Cristo riscou a cédula da nossa dívida com seu próprio sangue, e este sacrifício perfeito, quando aliado a fé do indivíduo, não apenas neutraliza a sentença de morte, como também assegura a vida eterna. Na cruz, Cristo levou sobre si nossas transgressões, pagou o preço do resgate, e nos redimiu de nossas culpas, sentenças e acusações: 

“Havendo riscado a cédula que era contra nós nas suas ordenanças, a qual de alguma maneira nos era contrária, e a tirou do meio de nós, cravando-a na cruz. E, despojando os principados e potestades, os expôs publicamente e deles triunfou em si mesmo”.  (Colossenses 2:14-17). 

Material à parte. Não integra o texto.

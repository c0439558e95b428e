//! Tests of the module lifecycle hooks: the checkout listing, order
//! creation, message suppression and the enable/install gateway gate.

mod harness;

use std::sync::Arc;

use cartkit_lib::test_utils::{draft_fixture, MockGateway};
use cartkit_lib::{
    CartkitError, GatewayCapability, GatewayError, GatewayRegistry, ModuleRegistry, PaymentGateway,
    SettingsStore, StoreModule,
};
use cartkit_twocheckout::{Twocheckout, TwocheckoutSettings};
use harness::Harness;
use serde_json::json;

#[tokio::test]
async fn test_listing_entry_shape() {
    let harness = Harness::new();
    harness.configure().await;

    let mut methods = Vec::new();
    harness.module.payment_methods(&mut methods).await.unwrap();

    assert_eq!(methods.len(), 1);
    let entry = &methods[0];
    assert_eq!(entry.id.as_str(), "twocheckout");
    assert_eq!(entry.module, "twocheckout");
    assert_eq!(entry.title, "2 Checkout");
    assert_eq!(entry.image, "image/icon.png");
    assert_eq!(entry.complete_template, "pay");
    assert!(entry.enabled);
}

#[tokio::test]
async fn test_listing_enabled_needs_status_and_both_credentials() {
    for enabled in [false, true] {
        for account in ["", "801234"] {
            for secret in ["", "hunter2"] {
                let harness = Harness::new();
                TwocheckoutSettings {
                    enabled,
                    test_mode: false,
                    order_status_success: "5".into(),
                    account_number: account.to_string(),
                    secret_word: secret.to_string(),
                }
                .save(harness.settings.as_ref())
                .await
                .unwrap();

                let mut methods = Vec::new();
                harness.module.payment_methods(&mut methods).await.unwrap();

                let expected = enabled && !account.is_empty() && !secret.is_empty();
                assert_eq!(
                    methods[0].enabled, expected,
                    "enabled={} account={:?} secret={:?}",
                    enabled, account, secret
                );
            }
        }
    }
}

#[tokio::test]
async fn test_listing_present_even_when_unconfigured() {
    let harness = Harness::new();

    let mut methods = Vec::new();
    harness.module.payment_methods(&mut methods).await.unwrap();

    assert_eq!(methods.len(), 1);
    assert!(!methods[0].enabled);
}

#[tokio::test]
async fn test_enable_requires_registered_gateway() {
    let harness = Harness::new();
    assert!(harness.module.before_enable().await.is_ok());
    assert!(harness.module.before_install().await.is_ok());

    harness.gateways.unregister(Twocheckout::GATEWAY_NAME);
    let error = harness.module.before_enable().await.unwrap_err();
    assert!(matches!(
        error,
        CartkitError::Gateway(GatewayError::NotRegistered(_))
    ));
    assert!(error.to_string().contains("twocheckout"));
}

#[tokio::test]
async fn test_enable_requires_complete_purchase_capability() {
    let harness = Harness::new();

    // Replace the gateway with one that cannot confirm returns.
    harness.gateways.register(Box::new(
        MockGateway::named(Twocheckout::GATEWAY_NAME)
            .without(GatewayCapability::CompletePurchase),
    ));

    let error = harness.module.before_enable().await.unwrap_err();
    match error {
        CartkitError::Gateway(GatewayError::Unsupported {
            gateway,
            capability,
        }) => {
            assert_eq!(gateway, "twocheckout");
            assert_eq!(capability, GatewayCapability::CompletePurchase);
        }
        other => panic!("expected an unsupported-capability error, got {:?}", other),
    }
}

#[tokio::test]
async fn test_enable_through_module_registry() {
    let harness = Harness::new();
    let modules = ModuleRegistry::new();
    modules.register(Arc::new(harness.module));

    assert!(modules.enable("twocheckout").await.is_ok());
    assert!(modules.install("twocheckout").await.is_ok());

    harness.gateways.unregister(Twocheckout::GATEWAY_NAME);
    assert!(modules.enable("twocheckout").await.is_err());
}

#[test]
fn test_draft_forced_to_awaiting_payment() {
    let harness = Harness::new();

    let mut draft = draft_fixture("twocheckout");
    draft.status = "5".into();
    harness.module.before_order_create(&mut draft);
    assert_eq!(draft.status.as_str(), "awaiting-payment");

    let mut other = draft_fixture("cod");
    other.status = "5".into();
    harness.module.before_order_create(&mut other);
    assert_eq!(other.status.as_str(), "5");
}

#[tokio::test]
async fn test_complete_message_suppressed_through_registry() {
    let harness = Harness::new();
    let order = harness.seed_order(42);
    let modules = ModuleRegistry::new();
    modules.register(Arc::new(harness.module));

    let message = modules.complete_message(&order, "Your order has been received");
    assert_eq!(message, "");

    let other = cartkit_lib::test_utils::order_fixture(7, "cod");
    let message = modules.complete_message(&other, "Your order has been received");
    assert_eq!(message, "Your order has been received");
}

#[tokio::test]
async fn test_routes_contributed_to_registry() {
    let harness = Harness::new();
    let modules = ModuleRegistry::new();
    modules.register(Arc::new(harness.module));

    let routes = modules.routes();
    assert_eq!(routes.len(), 1);
    assert_eq!(routes[0].path, "admin/module/settings/twocheckout");
    assert_eq!(routes[0].access, "module_edit");
    assert_eq!(routes[0].handler, "twocheckout/settings");
}

#[tokio::test]
async fn test_registry_resolves_capable_gateway() {
    let registry = GatewayRegistry::new();
    registry.register(Box::new(MockGateway::named("twocheckout")));

    let gateway = registry
        .require(
            "twocheckout",
            &[
                GatewayCapability::Purchase,
                GatewayCapability::CompletePurchase,
            ],
        )
        .unwrap();
    assert_eq!(gateway.name(), "twocheckout");
}

#[tokio::test]
async fn test_methods_hook_reads_settings_per_call() {
    let harness = Harness::new();

    let mut methods = Vec::new();
    harness.module.payment_methods(&mut methods).await.unwrap();
    assert!(!methods[0].enabled);

    harness.configure().await;
    let mut methods = Vec::new();
    harness.module.payment_methods(&mut methods).await.unwrap();
    assert!(methods[0].enabled, "settings changes apply without re-registration");

    // Losing a credential takes the method away again.
    harness
        .settings
        .set("twocheckout", "secretWord", json!(""))
        .await
        .unwrap();
    let mut methods = Vec::new();
    harness.module.payment_methods(&mut methods).await.unwrap();
    assert!(!methods[0].enabled);
}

A grande verdade é que Deus jamais se omite em relação ao pecado. Porém, quando aceitamos o sacrifício de Cristo, e nos submetemos a sua multiforme graça, Ele lança nossas transgressões no “mar do esquecimento”, e dos nossos pecados já não se lembra mais.

Por mais que procuremos, não iremos encontrar o famoso “Mar do Esquecimento”, nas páginas da Bíblia. E porquê?  Simples. Ele “não” está lá.  Mas, embora este seja apenas um “jargão” popular do cristianismo, acaba sendo a metáfora perfeita para ilustrar a grandiosidade do perdão divino. Esta ideia parte basicamente de dois textos bíblicos, que se mesclam em um só.  Em Miquéias 7:19, o Senhor diz que voltará a ter piedade de seu povo, subjugando suas iniquidades e lançando seus pecados no mar. Já Isaías 43:2, afirma que, por amor, Deus apaga as transgressões de seu povo e não se lembra mais dos seus pecados. 

O conceito é bem simples de entender quando o próprio “perdão” é plenamente compreendido. Perdoar é inocentar alguém de toda a culpa que tenha. É como se, quem foi perdoado, jamais tivesse cometido qualquer transgressão.

Na prática, o pecado não foi esquecido, mas deixou de ter qualquer validade. Uma vez que o perdão de Deus é pleno e perfeito, somos levados de volta a um estado de pureza, onde o pecado antes cometido, já não tem peso, legalidade ou valor perante Deus. O Senhor teria todo o direito de nos cobrar esta dívida, mas como Cristo “riscou” a cédula, não temos mais pendências ou débitos para com o Pai.

Assim, Deus escolhe não se lembrar de nossas transgressões, sepultando os nossos pecados no mar. O que antes era para nós uma sentença de morte, em Cristo se torna um convite para vida, redigido em amor e selado com a graça. Nisto deve sempre exultar nossa alma, em louvores de júbilo e preces de gratidão: 

Bendize, ó minha alma, ao Senhor, e não te esqueças de nenhum de seus benefícios. Ele é o que perdoa todas as tuas iniquidades, que sara todas as tuas enfermidades. Que redime a tua vida da perdição; que te coroa de benignidade e de misericórdia (Salmo 103:2-4).